Le vendredi 24 janvier 2025 à 17:43
La cour d’assises de l’Hérault, à Montpellier, a condamné Sandrine Pissarra, ce vendredi 24 janvier, à la réclusion criminelle à perpétuité assortie d’une période de sûreté de vingt ans. La mère de famille de 54 ans a été reconnue coupable d’avoir affamé, torturé et privé de soins sa fille Amandine, âgée de 13 ans, décédée le 6 août 2020 à Montblanc (Hérault). Jean-Michel Cros, le beau-père de l’adolescente, a pour sa part été condamné à vingt ans de réclusion criminelle pour privations de soins ayant conduit à la mort de l’enfant.
Le corps d’Amandine, pesant seulement 28 kilos pour 1,55 mètre, avait été retrouvé dans un état décharné au domicile familial. Enfermée dans un débarras sans fenêtre, l’adolescente avait été privée de nourriture et de soins durant plusieurs mois avant sa mort. Le procureur général Jean-Marie Beney a décrit en détail le "système Pissarra", qualifié de "dictature familiale" instaurée par Sandrine Pissarra depuis plus de quinze ans. "Depuis toute petite, Amandine est victime de coups, de cris, d’insultes, et d’isolement", a-t-il précisé, évoquant également la pratique de la "torture blanche", marquée par une mise à l’isolement prolongée et des humiliations.
Selon le magistrat, les violences s’étaient intensifiées dans les mois précédant la mort de l’adolescente, culminant avec son enfermement et sa privation totale de nourriture. "Le bug, c’est la mort d’Amandine. Ce n’était pas prévu", a-t-il dénoncé, relatant comment l’accusée avait tenté de dissimuler l’état de la jeune fille avant l’arrivée des secours.
«Je reconnais tout»
Au cours du procès, Sandrine Pissarra a reconnu l’ensemble des faits qui lui étaient reprochés. Interrogée par le président de la cour, elle a déclaré : "Je reconnais tout". Lors de la diffusion d’un enregistrement audio datant de 2019, réalisé par une voisine, les jurés ont pu entendre les cris d’Amandine : "Aïe, aïe, arrête, pas ça, j’ai mal…". Pour la première fois depuis le début du procès, l’accusée s'est mise à pleurer. "C’est la première fois que je vous vois pleurer", a noté le magistrat.
Lors de sa dernière prise de parole avant les délibérations, Sandrine Pissarra a présenté ses excuses à ses enfants. "Je suis une mère monstrueuse", a-t-elle déclaré, ajoutant qu’elle n’avait "jamais voulu qu’Amandine meure".

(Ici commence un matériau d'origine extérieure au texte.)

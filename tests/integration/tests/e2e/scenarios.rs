//! Accept, reject and fatal paths of a full run.

use base64::engine::general_purpose::STANDARD;
use base64::Engine;
use samlcheck_integration_tests::{
    assertion, response, response_with_status, signed_response, TestIdp, ISSUER,
};
use samlcheck_protocol::constants::status_codes;
use samlcheck_protocol::xml::CanonicalizationMethod;
use samlcheck_protocol::signature::DigestStatus;
use samlcheck_protocol::{
    RejectionCategory, RejectionReason, SamlError, SamlResponseEnvelope, SignedScope,
    ValidationOutcome, Verdict,
};

use crate::common::{diagnose, diagnose_envelope, Event};

#[test]
fn valid_response_is_accepted_without_fallback() -> anyhow::Result<()> {
    let idp = TestIdp::generate()?;
    let xml = signed_response(&idp)?;

    let (verdict, recorder) = diagnose(&xml, &[idp.certificate_pem()]);
    let verdict = verdict?;
    assert_eq!(verdict, Verdict::Accepted);
    assert!(verdict.is_success());
    assert!(!recorder.fallback_ran());

    match recorder.events.as_slice() {
        [Event::Accepted(accepted)] => {
            assert_eq!(accepted.scope, SignedScope::Assertion);
            assert_eq!(accepted.assertion_id.as_deref(), Some("_a1"));
            assert_eq!(accepted.issuer.as_deref(), Some(ISSUER));
        }
        other => panic!("unexpected events: {other:?}"),
    }
    Ok(())
}

#[test]
fn byte_order_mark_is_accepted() -> anyhow::Result<()> {
    let idp = TestIdp::generate()?;
    let xml = format!("\u{FEFF}{}", signed_response(&idp)?);

    let (verdict, recorder) = diagnose(&xml, &[idp.certificate_pem()]);
    assert_eq!(verdict?, Verdict::Accepted);
    assert!(!recorder.fallback_ran());

    let envelope = SamlResponseEnvelope::from_captured(xml.clone().into_bytes())?;
    assert_eq!(envelope.as_bytes(), xml.as_bytes());
    let (verdict, _) = diagnose_envelope(&envelope, &[idp.certificate_pem()]);
    assert_eq!(verdict?, Verdict::Accepted);
    Ok(())
}

#[test]
fn byte_order_mark_keeps_fallback_artifacts_intact() -> anyhow::Result<()> {
    let idp = TestIdp::generate()?;
    let other = TestIdp::generate()?;
    let xml = format!("\u{FEFF}{}", signed_response(&idp)?);

    let (verdict, recorder) = diagnose(&xml, &[other.certificate_pem()]);
    assert_eq!(verdict?, Verdict::Rejected);
    match &recorder.events[2] {
        Event::Assertion(text) => {
            assert!(text.starts_with("<saml:Assertion"));
            assert!(text.ends_with("</saml:Assertion>"));
        }
        other => panic!("expected the assertion, got {other:?}"),
    }
    let outcomes = recorder.outcomes();
    assert_eq!(outcomes[0].1, &[DigestStatus::Passed]);
    assert_eq!(outcomes[0].2.reasons(), &[RejectionReason::SignatureValueMismatch]);
    Ok(())
}

#[test]
fn whole_document_reference_is_unexplained() -> anyhow::Result<()> {
    let idp = TestIdp::generate()?;
    let other = TestIdp::generate()?;
    let xml = idp.sign_with_reference_uri(
        &response(&assertion("_a1")),
        "_a1",
        &CanonicalizationMethod::exclusive(),
        "",
    )?;

    let (verdict, recorder) = diagnose(&xml, &[other.certificate_pem(), idp.certificate_pem()]);
    let verdict = verdict?;
    assert_eq!(verdict, Verdict::Unexplained);
    assert!(!verdict.is_success());

    match &recorder.events[0] {
        Event::Rejected(rejection) => assert_eq!(rejection.category, RejectionCategory::Signature),
        other => panic!("expected the primary rejection first, got {other:?}"),
    }
    match &recorder.events[4] {
        Event::References(references) => assert_eq!(references[0].uri, ""),
        other => panic!("expected the references, got {other:?}"),
    }

    let outcomes = recorder.outcomes();
    assert_eq!(outcomes.len(), 2);
    assert_eq!(outcomes[0].2.reasons(), &[RejectionReason::SignatureValueMismatch]);
    assert_eq!(outcomes[1].0, 1);
    assert_eq!(outcomes[1].1, &[DigestStatus::Passed]);
    assert_eq!(*outcomes[1].2, ValidationOutcome::Accepted);
    let accepted = outcomes.iter().filter(|(_, _, o)| o.is_accepted()).count();
    assert_eq!(accepted, 1);
    Ok(())
}

#[test]
fn bare_base64_certificate_is_accepted() -> anyhow::Result<()> {
    let idp = TestIdp::generate()?;
    let xml = signed_response(&idp)?;
    let body = idp.certificate_base64();

    let (verdict, _) = diagnose(&xml, &[body.as_str()]);
    assert_eq!(verdict?, Verdict::Accepted);
    Ok(())
}

#[test]
fn wrong_certificate_is_diagnosed_as_signature_mismatch() -> anyhow::Result<()> {
    let idp = TestIdp::generate()?;
    let other = TestIdp::generate()?;
    let xml = signed_response(&idp)?;

    let (verdict, recorder) = diagnose(&xml, &[other.certificate_pem()]);
    let verdict = verdict?;
    assert_eq!(verdict, Verdict::Rejected);
    assert!(!verdict.is_success());

    match &recorder.events[0] {
        Event::Rejected(rejection) => assert_eq!(rejection.category, RejectionCategory::Signature),
        other => panic!("expected the primary rejection first, got {other:?}"),
    }
    assert_eq!(recorder.events[1], Event::FallbackStarted);

    match &recorder.events[2] {
        Event::Assertion(text) => {
            assert!(text.starts_with("<saml:Assertion"));
            assert!(text.contains("ID=\"_a1\""));
        }
        other => panic!("expected the assertion, got {other:?}"),
    }
    match &recorder.events[3] {
        Event::Signature(text) => assert!(text.starts_with("<ds:Signature")),
        other => panic!("expected the signature, got {other:?}"),
    }
    match &recorder.events[4] {
        Event::References(references) => {
            assert_eq!(references.len(), 1);
            assert_eq!(references[0].uri, "#_a1");
            assert_eq!(references[0].digest_name(), "SHA-256");
        }
        other => panic!("expected the references, got {other:?}"),
    }

    let outcomes = recorder.outcomes();
    assert_eq!(outcomes.len(), 1);
    let (certificate, references, outcome) = outcomes[0];
    assert_eq!(certificate, 0);
    assert_eq!(references, &[DigestStatus::Passed]);
    assert_eq!(outcome.reasons(), &[RejectionReason::SignatureValueMismatch]);
    Ok(())
}

#[test]
fn every_certificate_gets_an_outcome() -> anyhow::Result<()> {
    let idp = TestIdp::generate()?;
    let first = TestIdp::generate()?;
    let second = TestIdp::generate()?;
    let xml = signed_response(&idp)?;

    let (verdict, recorder) = diagnose(&xml, &[first.certificate_pem(), second.certificate_pem()]);
    assert_eq!(verdict?, Verdict::Rejected);

    let certificates: Vec<usize> = recorder.outcomes().iter().map(|(c, _, _)| *c).collect();
    assert_eq!(certificates, vec![0, 1]);
    Ok(())
}

#[test]
fn two_assertions_are_a_structural_violation() -> anyhow::Result<()> {
    let idp = TestIdp::generate()?;
    let xml = response(&format!("{}{}", assertion("_a1"), assertion("_a2")));
    let xml = idp.sign_exclusive(&xml, "_a1")?;

    let (verdict, recorder) = diagnose(&xml, &[idp.certificate_pem()]);
    match verdict {
        Err(SamlError::StructuralViolation { element, found, .. }) => {
            assert_eq!(element, "saml:Assertion");
            assert_eq!(found, 2);
        }
        other => panic!("expected a structural violation, got {other:?}"),
    }
    assert!(recorder.outcomes().is_empty());
    Ok(())
}

#[test]
fn malformed_xml_is_fatal() {
    let (verdict, recorder) = diagnose("<samlp:Response", &[]);
    let err = verdict.unwrap_err();
    assert!(matches!(err, SamlError::MalformedInput(_)));
    assert!(err.is_fatal());
    assert!(recorder.events.is_empty());
}

#[test]
fn failed_status_does_not_run_fallback() -> anyhow::Result<()> {
    let idp = TestIdp::generate()?;
    let xml = idp.sign_exclusive(
        &response_with_status(status_codes::REQUESTER, &assertion("_a1")),
        "_a1",
    )?;

    let (verdict, recorder) = diagnose(&xml, &[idp.certificate_pem()]);
    match verdict {
        Err(SamlError::ProtocolRejection(rejection)) => {
            assert_eq!(rejection.category, RejectionCategory::Other);
        }
        other => panic!("expected a protocol rejection, got {other:?}"),
    }
    assert!(!recorder.fallback_ran());
    Ok(())
}

#[test]
fn base64_form_value_is_accepted() -> anyhow::Result<()> {
    let idp = TestIdp::generate()?;
    let encoded = STANDARD.encode(signed_response(&idp)?);
    let wrapped: String = encoded
        .as_bytes()
        .chunks(76)
        .map(|line| format!("{}\n", String::from_utf8_lossy(line)))
        .collect();

    let envelope = SamlResponseEnvelope::from_captured(wrapped.into_bytes())?;
    let (verdict, _) = diagnose_envelope(&envelope, &[idp.certificate_pem()]);
    assert_eq!(verdict?, Verdict::Accepted);
    Ok(())
}

#[test]
fn repeated_runs_report_the_same() -> anyhow::Result<()> {
    let idp = TestIdp::generate()?;
    let other = TestIdp::generate()?;
    let xml = signed_response(&idp)?;

    let (first_verdict, first) = diagnose(&xml, &[other.certificate_pem()]);
    let (second_verdict, second) = diagnose(&xml, &[other.certificate_pem()]);
    assert_eq!(first_verdict?, second_verdict?);
    assert_eq!(first.events, second.events);
    Ok(())
}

Un «lâche collaborateur du système»
Le procureur général Jean-Marie Beney a décrit Jean-Michel Cros comme un "lâche collaborateur du système" mis en place par Sandrine Pissarra. Selon lui, l’ancien compagnon de la mère "consistait à ne rien voir, ne rien entendre, ne rien dire, les mains liées dans le dos et les pieds dans un bloc de béton qu’on a coulé soi-même". S’adressant aux jurés, il a déclaré : "Vous répondrez oui à la question concernant les privations de soins reprochées à M. Cros", les exhortant à reconnaître sa culpabilité sur ce point. Bien que le parquet ait requis une peine de 18 ans de réclusion, les jurés ont finalement prononcé une peine de 20 ans.
Les avocats de Sandrine Pissarra ont souligné l’échec des nombreux adultes ayant croisé la route d’Amandine sans intervenir pour la protéger. "Le système, on aurait pu le fragiliser, le faire tomber, avant qu’il ne prenne le plein pouvoir", a plaidé Me Louis Dolez. Son confrère Me Jean-Marc Darrigade a insisté sur la nécessité de prononcer une peine "juste, raisonnable" permettant à l’accusée de "revenir parmi les hommes" sans être "une vieille dame".
Malgré ces plaidoyers, la cour a suivi les réquisitions du parquet, condamnant Sandrine Pissarra à la peine maximale. Une justice que les proches d’Amandine, notamment ses frères et sœurs témoins de l’horreur, espéraient depuis plusieurs années.